The binding affinities and 2D molecular interaction between the four identified compounds and cyclin B/CDK1 complex are presented in Table 4 and supplementary file. The control docking, namely flavopiridol, exerted a high binding score of −9.6 kcal/mol. Its ketone group formed a hydrogen bond with LEU83 and carbons from flavopiridol aided hydrophobic contact with ALA31, LEU135, PHE80, VAL64, ASP146, TYR15, VAL18, MET85, ILE10, GLY11, PHE82 residues. Cholest-7-en-3beta-ol, 4,4-dimethyl-, acetate demonstrated comparable binding affinity to that of flavopiridol with the binding affinity of −9.5 kcal/mol. The binding of cholest-7-en-3beta-ol, 4,4-dimethyl-, acetate was mainly dominated by hydrophobic contacts due to four fused ring skeleton and alkyl substituent which is hydrophobic in nature. This leads to a formation of 15 hydrophobic contacts with SER84, LYS89, MET85, LEU83, LEU135, ALA31, VAL18, ALA145, GLU51, PHE80, LYS33, ASP146, VAL64, ILE10 and ASP86 residues. The docked complex of 4-androsten-4-ol-3,17-dione and the protein with the binding score of −8.8 kcal/mol revealed that its binding affinity was largely attributed by the interaction with GLY11, TYR15, ASP86, VAL64, ALA145, PHE80, LYS33, VAL18, ILE10 and ASP146 residues. Furthermore, a hydrogen bond was found to form between the carbonyl group of 4-androsten-4-ol-3,17-dione and ASP146 residue. In isolongifolol docked complex (-8.6 kcal/mol), it was predicted that the hydroxyl group formed two hydrogen bonds with THR329 and MET335, while the carbon backbone contributed majorly in the complex interaction with 11 hydrophobic interactions between its carbon and PHE338, VAL336, ILE343, VAL226, TYR223, ASP230, PRO301, SER227, PRO340, MET335 and THR329 residues. As for gallic acid which showed the moderate binding score of −7.1 kcal/mol, a total of eight hydrophobic interactions with residues at the binding site was predicted, namely ILE343, SER227, VAL226, VAL336, MET335, THR329, MET330 and ARG201. In addition, gallic acid also formed eight hydrogen bonds between three hydroxyl groups with PHE338, MET335, THR329, MET330 and ARG201 residues to assist its binding to the protein. Overall, the docking findings showed that the hydrophobic interactions were more dominant in stabilizing the ligand-receptor complex.
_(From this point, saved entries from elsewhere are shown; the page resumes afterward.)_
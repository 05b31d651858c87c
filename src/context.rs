//! Application Context
//!
//! Services shared by all components, provided via Leptos Context API.

use std::rc::Rc;

use leptos::prelude::*;
use recipe_actions::{
    ActionError, ActionResult, ClientConfig, CurrentListTracker, HttpRecipeApi, InFlight, KeyValueStore,
    UpdatePolicy,
};

use crate::page;
use crate::storage;

/// Browser-bound services. Not `Send`: lives on the UI thread only.
pub struct Services {
    pub api: HttpRecipeApi,
    pub tracker: CurrentListTracker<Rc<dyn KeyValueStore>>,
    pub in_flight: InFlight,
    pub config: ClientConfig,
}

impl Services {
    /// Wire up storage and the HTTP client from page config
    pub fn load(config: ClientConfig) -> ActionResult<Self> {
        let origin = page::page_origin().unwrap_or_default();
        let api = HttpRecipeApi::new(&config.resolve_api_base(&origin)).map_err(ActionError::from)?;
        let tracker = CurrentListTracker::with_key(storage::open_store(), config.storage_key.clone());

        Ok(Self {
            api,
            tracker,
            in_flight: InFlight::new(),
            config,
        })
    }
}

/// App-wide handles provided via context
#[derive(Clone, Copy)]
pub struct AppContext {
    services: StoredValue<Rc<Services>, LocalStorage>,
}

impl AppContext {
    pub fn new(services: Services) -> Self {
        Self {
            services: StoredValue::new_local(Rc::new(services)),
        }
    }

    /// Shared services, cloneable into async tasks
    pub fn services(&self) -> Rc<Services> {
        self.services.get_value()
    }

    pub fn update_policy(&self) -> UpdatePolicy {
        self.services.with_value(|s| s.config.update_policy)
    }

    pub fn notice_ms(&self) -> u32 {
        self.services.with_value(|s| s.config.notice_ms)
    }
}

pub fn use_app_context() -> AppContext {
    expect_context::<AppContext>()
}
Table 4 Molecular interaction of cyclin B/CDK1 complex protein with the active ligands identified using GC–MS.
Ligand Binding affinity
(kcal/mol) 		Residues assisting H-bond Residues assisting hydrophobic contacts
Flavopiridol
(control)		 −9.6 LEU83 ALA31, LEU135, PHE80, VAL64, ASP146, TYR15, VAL18, MET85, ILE10, GLY11, PHE82
4-androsten-4-ol-3,17-dione −8.8 ASP146 GLY11, TYR15, ASP86, VAL64, ALA145, PHE80, LYS33, VAL18, ILE10, ASP146
Cholest-7-en-3beta-ol, 4,4-dimethyl-, acetate −9.5 SER84, LYS89, MET85, LEU83, LEU135, ALA31, VAL18, ALA145, GLU51, PHE80, LYS33, ASP146, VAL64, ILE10, ASP86
Gallic acid −7.1 PHE338, MET335, THR329, MET330, ARG201 ILE343, SER227, VAL226, VAL336, MET335, THR329, MET330, ARG201
Isolongifolol −8.6 MET335, THR329 PHE338, VAL336, ILE343, VAL226, TYR223, ASP230, PRO301, SER227, PRO340, MET335, THR329

Fig. 5 presents the location of binding sites of ligands in this study for Bcl-2 and cyclin B/CDK 1 complex proteins. Fig. 5 (A) reveals navitoclax, 4-androsten-4-ol-3,17-dione, cholest-7-en-3beta-ol, 4,4-dimethyl-, acetate and isolongifolol bind in the active site, suggesting the ligands might act as competitive inhibitor for Bcl-2. On the other hand, gallic acid was shown to bind far from the active site indicating its potential to influence the Bcl-2 inhibition via a non-competitive mode. As for cyclin B/CDK 1 complexes, the ligands demonstrated binding preference on two different binding sites as shown in Fig. 5 (B). The identified compound 4-androsten-4-ol-3,17-dione, cholest-7-en-3beta-ol, 4,4-dimethyl-, acetate, and the control i.e. flavopiridol were observed to occupy the active site, indicating that they follow the competitive inhibition. Meanwhile, isolongifolol and gallic acid were demonstrated to bind at an allosteric site. This indicates that they favours non-competitive binding in exerting cyclin B/CDK complex inhibition. In allosteric regulation, the compound that binds at a site other than the active site i.e., an allosteric site, changes and alters the enzyme in some way to make it inactive, hence, non-competitive inhibition.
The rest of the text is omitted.